TDP-35, a truncated fragment of TDP-43, induces dose-dependent toxicity and apoptosis in flies.

TAR DNA-binding protein 43 (TDP-43) is an essential 414 amino acid protein that regulates multiple aspects of RNA biogenesis, processing, and transport. It localizes primarily in the nucleus, but abnormal translocation and accumulation in the cytosol occur under pathological conditions (Tziortzouda et al., 2021). TDP-43 abnormalities are typical pathological hallmarks of amyotrophic lateral sclerosis (ALS) and frontotemporal lobar degeneration. Mutations in the TDP-43-encoding gene TARDBP cause familial ALS, while wild-type TDP-43 is associated with almost all (~97%) of sporadic ALS cases and nearly half of frontotemporal lobar degeneration patients (~45%) (de Boer et al., 2020). Extensive research has identified post-translational modifications of TDP-43 such as phosphorylation, ubiquitination and truncation as major histopathological characteristics in TDP-43 proteinopathies. Substantial progress has occurred in studying protein aggregation involving phosphorylated and ubiquitinated TDP-43. However, as recently discussed by us, the relevance and pathological role of truncated TDP-43 forms are still poorly understood (Chhangani et al., 2021). Here we extend our discussion on truncation of TDP-43, present new experimental insights into the neurotoxic role of its cleaved TDP-35 fragment, and provide a perspective on new avenues of research in this field.

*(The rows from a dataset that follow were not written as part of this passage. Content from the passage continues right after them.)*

use super::{AggregateId, AggregateRoot};
use crate::shared::storage::{load_list_or_seed, read_json, write_json};
use crate::shared::{KeyValueStore, StoreResult};
use std::marker::PhantomData;

/// Whole-collection access to one aggregate's blob.
///
/// Each mutating call reads the current blob, applies the change and writes
/// the entire collection back.
pub struct Repository<'a, T> {
    store: &'a dyn KeyValueStore,
    _marker: PhantomData<T>,
}

impl<'a, T: AggregateRoot> Repository<'a, T> {
    pub fn new(store: &'a dyn KeyValueStore) -> Self {
        Self {
            store,
            _marker: PhantomData,
        }
    }

    /// Load with the aggregate's own seed fallback
    pub fn list(&self) -> StoreResult<Vec<T>> {
        load_list_or_seed(self.store, T::storage_key(), T::seed)
    }

    /// Load with a caller-provided seed (for seeds that depend on "now")
    pub fn list_or_seed<F: FnOnce() -> Vec<T>>(&self, seed: F) -> StoreResult<Vec<T>> {
        load_list_or_seed(self.store, T::storage_key(), seed)
    }

    /// Load without seeding; absent key yields an empty list
    pub fn list_raw(&self) -> StoreResult<Vec<T>> {
        Ok(read_json::<Vec<T>>(self.store, T::storage_key())?.unwrap_or_default())
    }

    pub fn save_all(&self, items: &[T]) -> StoreResult<()> {
        write_json(self.store, T::storage_key(), items)
    }

    pub fn find(&self, id: T::Id) -> StoreResult<Option<T>> {
        Ok(self.list()?.into_iter().find(|item| item.id() == id))
    }

    /// Replace the record with the same id or append it
    pub fn upsert(&self, item: T) -> StoreResult<Vec<T>> {
        let mut items = self.list()?;
        match items.iter().position(|x| x.id() == item.id()) {
            Some(pos) => items[pos] = item,
            None => items.push(item),
        }
        self.save_all(&items)?;
        Ok(items)
    }

    pub fn delete(&self, id: T::Id) -> StoreResult<Vec<T>> {
        let mut items = self.list()?;
        let before = items.len();
        items.retain(|x| x.id() != id);
        if items.len() != before {
            log::info!("{}: deleted {}", T::full_name(), id.as_string());
        }
        self.save_all(&items)?;
        Ok(items)
    }
}
pub mod aggregate;
pub mod filter;
pub mod form;
pub mod ordering;
pub mod samples;
pub mod stats;

pub use aggregate::{Task, TaskDocumentRef, TaskFeatures, TaskStatus};
pub use filter::TaskFilter;
pub use form::{LocationCatalog, TaskDraft};
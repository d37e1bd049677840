use crate::domain::a001_task::form::{LocationCatalog, TaskDraft};
use crate::domain::a003_location::aggregate::Location;
use crate::domain::a007_task_template::aggregate::{append_inline_template, load_inline_templates, TaskTemplate};
use crate::domain::a008_checkpoint::aggregate::Checkpoint;
use crate::domain::a009_location_zone::aggregate::LocationZone;
use crate::domain::common::Repository;
use crate::shared::datetime::format_date;
use crate::shared::{IdGenerator, KeyValueStore};
use crate::usecases::common::{UseCaseMetadata, UseCaseResult};
use chrono::NaiveDateTime;

pub const SAVED_MESSAGE: &str = "Template saved successfully!";

pub struct SaveInlineTemplate;

impl UseCaseMetadata for SaveInlineTemplate {
    fn usecase_index() -> &'static str {
        "u002"
    }

    fn usecase_name() -> &'static str {
        "save_inline_template"
    }

    fn display_name() -> &'static str {
        "Save as template"
    }
}

impl SaveInlineTemplate {
    /// Append the current form to the quick templates. Returns the updated list.
    pub fn execute(store: &dyn KeyValueStore, draft: &TaskDraft, now: NaiveDateTime) -> UseCaseResult<Vec<TaskTemplate>> {
        let locations = Repository::<Location>::new(store).list()?;
        let checkpoints = Repository::<Checkpoint>::new(store).list()?;
        let zones = Repository::<LocationZone>::new(store).list()?;
        let catalog = LocationCatalog {
            locations: &locations,
            checkpoints: &checkpoints,
            zones: &zones,
        };

        let mut ids = IdGenerator::new();
        ids.observe(load_inline_templates(store)?.iter().map(|t| t.id));
        let mut template = draft.to_template(ids.next(), &catalog);
        template.created_date = Some(format_date(&now.date()));
        let templates = append_inline_template(store, template)?;
        log::info!("{}: {} inline template(s)", Self::full_name(), templates.len());
        Ok(templates)
    }
}

#[cfg(test)]
mod tests {
    use super::*;
    use crate::shared::datetime::parse_datetime;
    use crate::shared::{EntityId, MemoryStore};

    #[test]
    fn test_templates_accumulate() {
        let store = MemoryStore::new();
        let now = parse_datetime("2025-08-09T08:00").unwrap();
        let mut draft = TaskDraft::default();
        draft.name = "Patrol".into();
        draft.set_duration(45);
        draft.select_location(crate::domain::a007_task_template::aggregate::LocationMode::Zone, Some(EntityId(1)));

        SaveInlineTemplate::execute(&store, &draft, now).unwrap();
        let all = SaveInlineTemplate::execute(&store, &draft, now).unwrap();
        assert_eq!(all.len(), 2);
        assert_ne!(all[0].id, all[1].id);
        assert_eq!(all[0].location_display, "Zone 1");
        assert_eq!(all[0].created_date.as_deref(), Some("2025-08-09"));
    }
}
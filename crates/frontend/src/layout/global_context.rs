use contracts::shared::EntityId;
use contracts::system::access::PageKey;
use gloo_timers::callback::Timeout;
use leptos::prelude::*;
use serde::{Deserialize, Serialize};
use web_sys::window;

/// How long a notice stays on screen
const NOTICE_MS: u32 = 3_000;

/// Sub-pages reachable from the settings menu.
#[derive(Debug, Clone, Copy, PartialEq, Eq, Default)]
pub enum SettingsView {
    #[default]
    Menu,
    AccessControl,
    UserRoles,
    Contracts,
    Services,
    Locations,
    TaskCategories,
    TaskTemplates,
    Checkpoints,
    TaskSettings,
}

impl SettingsView {
    pub fn code(&self) -> &'static str {
        match self {
            SettingsView::Menu => "menu",
            SettingsView::AccessControl => "access-control",
            SettingsView::UserRoles => "user-roles",
            SettingsView::Contracts => "contracts",
            SettingsView::Services => "services",
            SettingsView::Locations => "locations",
            SettingsView::TaskCategories => "task-categories",
            SettingsView::TaskTemplates => "task-templates",
            SettingsView::Checkpoints => "checkpoints",
            SettingsView::TaskSettings => "task-settings",
        }
    }

    pub fn display_name(&self) -> &'static str {
        match self {
            SettingsView::Menu => "Settings",
            SettingsView::AccessControl => "Access Control",
            SettingsView::UserRoles => "User Roles",
            SettingsView::Contracts => "Contracts",
            SettingsView::Services => "Services",
            SettingsView::Locations => "Locations",
            SettingsView::TaskCategories => "Task Categories",
            SettingsView::TaskTemplates => "Task Templates",
            SettingsView::Checkpoints => "Checkpoints",
            SettingsView::TaskSettings => "Task Settings",
        }
    }

    pub fn all() -> [SettingsView; 10] {
        [
            SettingsView::Menu,
            SettingsView::AccessControl,
            SettingsView::UserRoles,
            SettingsView::Contracts,
            SettingsView::Services,
            SettingsView::Locations,
            SettingsView::TaskCategories,
            SettingsView::TaskTemplates,
            SettingsView::Checkpoints,
            SettingsView::TaskSettings,
        ]
    }

    pub fn from_code(code: &str) -> Option<SettingsView> {
        Self::all().into_iter().find(|v| v.code() == code)
    }
}

/// Navigation state mirrored in the query string (`?page=task&view=...`).
#[derive(Debug, Clone, Default, PartialEq, Serialize, Deserialize)]
pub struct NavQuery {
    #[serde(default, skip_serializing_if = "Option::is_none")]
    pub page: Option<String>,
    #[serde(default, skip_serializing_if = "Option::is_none")]
    pub view: Option<String>,
}

impl NavQuery {
    pub fn parse(search: &str) -> Self {
        serde_qs::from_str(search.trim_start_matches('?')).unwrap_or_default()
    }

    pub fn for_state(page: PageKey, view: SettingsView) -> Self {
        Self {
            page: Some(page.code().to_string()),
            view: (page == PageKey::Settings && view != SettingsView::Menu).then(|| view.code().to_string()),
        }
    }

    pub fn page_key(&self) -> Option<PageKey> {
        self.page.as_deref().and_then(PageKey::from_code)
    }

    pub fn settings_view(&self) -> SettingsView {
        self.view
            .as_deref()
            .and_then(SettingsView::from_code)
            .unwrap_or_default()
    }

    pub fn to_search(&self) -> String {
        format!("?{}", serde_qs::to_string(self).unwrap_or_default())
    }
}

#[derive(Clone, Copy)]
pub struct AppGlobalContext {
    pub page: RwSignal<PageKey>,
    pub settings_view: RwSignal<SettingsView>,
    /// Staff member opened in the staff detail view
    pub staff_detail: RwSignal<Option<EntityId>>,
    pub left_open: RwSignal<bool>,
    /// Short success message shown in the header
    pub notice: RwSignal<Option<String>>,
}

impl AppGlobalContext {
    pub fn new() -> Self {
        Self {
            page: RwSignal::new(PageKey::Dashboard),
            settings_view: RwSignal::new(SettingsView::Menu),
            staff_detail: RwSignal::new(None),
            left_open: RwSignal::new(true),
            notice: RwSignal::new(None),
        }
    }

    /// Restore page and settings view from the URL, then keep the URL in
    /// sync with them.
    pub fn init_router_integration(&self) {
        let search = window()
            .and_then(|w| w.location().search().ok())
            .unwrap_or_default();
        let query = NavQuery::parse(&search);
        if let Some(page) = query.page_key() {
            self.page.set(page);
            self.settings_view.set(query.settings_view());
        }

        let this = *self;
        Effect::new(move |_| {
            let new_url = NavQuery::for_state(this.page.get(), this.settings_view.get()).to_search();
            let current_search = window()
                .and_then(|w| w.location().search().ok())
                .unwrap_or_default();

            if current_search != new_url {
                if let Some(w) = window() {
                    if let Ok(history) = w.history() {
                        let _ = history.replace_state_with_url(&wasm_bindgen::JsValue::NULL, "", Some(&new_url));
                    }
                }
            }
        });
    }

    pub fn navigate(&self, page: PageKey) {
        leptos::logging::log!("navigate: {}", page.code());
        self.page.set(page);
        self.settings_view.set(SettingsView::Menu);
        self.staff_detail.set(None);
    }

    pub fn open_settings(&self, view: SettingsView) {
        self.page.set(PageKey::Settings);
        self.settings_view.set(view);
    }

    pub fn open_staff_detail(&self, id: EntityId) {
        self.page.set(PageKey::Staff);
        self.staff_detail.set(Some(id));
    }

    pub fn toggle_left(&self) {
        self.left_open.update(|val| *val = !*val);
    }

    /// Show `message` for a few seconds.
    pub fn notify(&self, message: impl Into<String>) {
        let message = message.into();
        self.notice.set(Some(message.clone()));
        let notice = self.notice;
        Timeout::new(NOTICE_MS, move || {
            if notice.get_untracked().as_deref() == Some(message.as_str()) {
                notice.set(None);
            }
        })
        .forget();
    }
}

impl Default for AppGlobalContext {
    fn default() -> Self {
        Self::new()
    }
}

pub fn use_global_context() -> AppGlobalContext {
    use_context::<AppGlobalContext>().expect("AppGlobalContext not found")
}

#[cfg(test)]
mod tests {
    use super::*;

    #[test]
    fn test_nav_query_round_trip() {
        let query = NavQuery::for_state(PageKey::Settings, SettingsView::UserRoles);
        assert_eq!(query.to_search(), "?page=settings&view=user-roles");
        let parsed = NavQuery::parse("?page=settings&view=user-roles");
        assert_eq!(parsed.page_key(), Some(PageKey::Settings));
        assert_eq!(parsed.settings_view(), SettingsView::UserRoles);
    }

    #[test]
    fn test_view_dropped_outside_settings() {
        let query = NavQuery::for_state(PageKey::Task, SettingsView::UserRoles);
        assert_eq!(query.to_search(), "?page=task");
    }

    #[test]
    fn test_unknown_values_fall_back() {
        let parsed = NavQuery::parse("page=nowhere&view=bogus");
        assert_eq!(parsed.page_key(), None);
        assert_eq!(parsed.settings_view(), SettingsView::Menu);
        assert_eq!(NavQuery::parse("").page_key(), None);
    }
}
mod list;

pub use list::DocumentList;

TDP-43 proteinopathies display prominent depletion of nuclear TDP-43, post-translational modifications, and cytosolic aggregation involving protein-protein and protein-RNA interactions. Truncation of TDP-43 may influence these processes, and different truncated forms may exert different degrees of toxicity (Igaz et al., 2009), suggesting a need to conduct thorough studies targeting individual TDP-43 fragments. Truncated TDP-43 species may range from 15–43 kDa in size. The 25 kDa and 35 kDa fragments, also known as TDP-25 and TDP-35, respectively, appear to be the most prominent ones. Three types of peptidases that include asparaginyl endopeptidase, Calpains (I, II) and Caspases (3, 4, 7) are known to cleave TDP-43 at a minimum of 28 different sites along the length of the protein. Cleavage by these peptidases can generate an array of C-terminal fragments (CTFs) and N-terminal fragments (NTFs). Igaz et al. (2009) reported the discovery of a wide range of CTFs in postmortem brain samples from patients with neurodegenerative conditions. Since then, multiple studies have confirmed the presence of TDP-43 truncated forms in patients with a variety of neurodegenerative maladies. A more recent mass spectrometry analysis suggested that the N-terminal end of TDP-43 is more accessible to proteases (Kametani et al., 2016). This property increases the likelihood of proteolytic cleavage at the N-terminus, making CTFs the primary products. As for NTFs, very little is known about their relevance in TDP-43 proteinopathies. Despite their lower abundance, NTFs may also play a significant role in disease progression. Hence, it is important to design and conduct studies to fully understand all truncated forms, including their origin and role in TDP-43 proteinopathies.

TDP-43 has two RNA binding domains (RRM1 and RRM2) and one C-terminal prion-like domain. Truncated forms often exclude one or more of these domains, and such exclusions lead to a loss-of-function. Also, the N-terminal end of TDP-43 is essential for its functional conformation. Consequently, truncated forms that lack the N-terminal end can interact to form amyloid-like structures and associated aggregates. Processes such as these that lead to the aggregation of truncated forms effectively result in a toxic gain-of-function. Since these aggregates also sequester full-length TDP-43, they may further obstruct the protein’s normal regulatory functions. Regardless of the exact mechanisms involved, both N- and C-terminal fragments may lead to cellular toxicity by either a gain-of-function or a loss-of-function. Therefore, a comprehensive characterization of truncated TDP-43 forms is of paramount importance.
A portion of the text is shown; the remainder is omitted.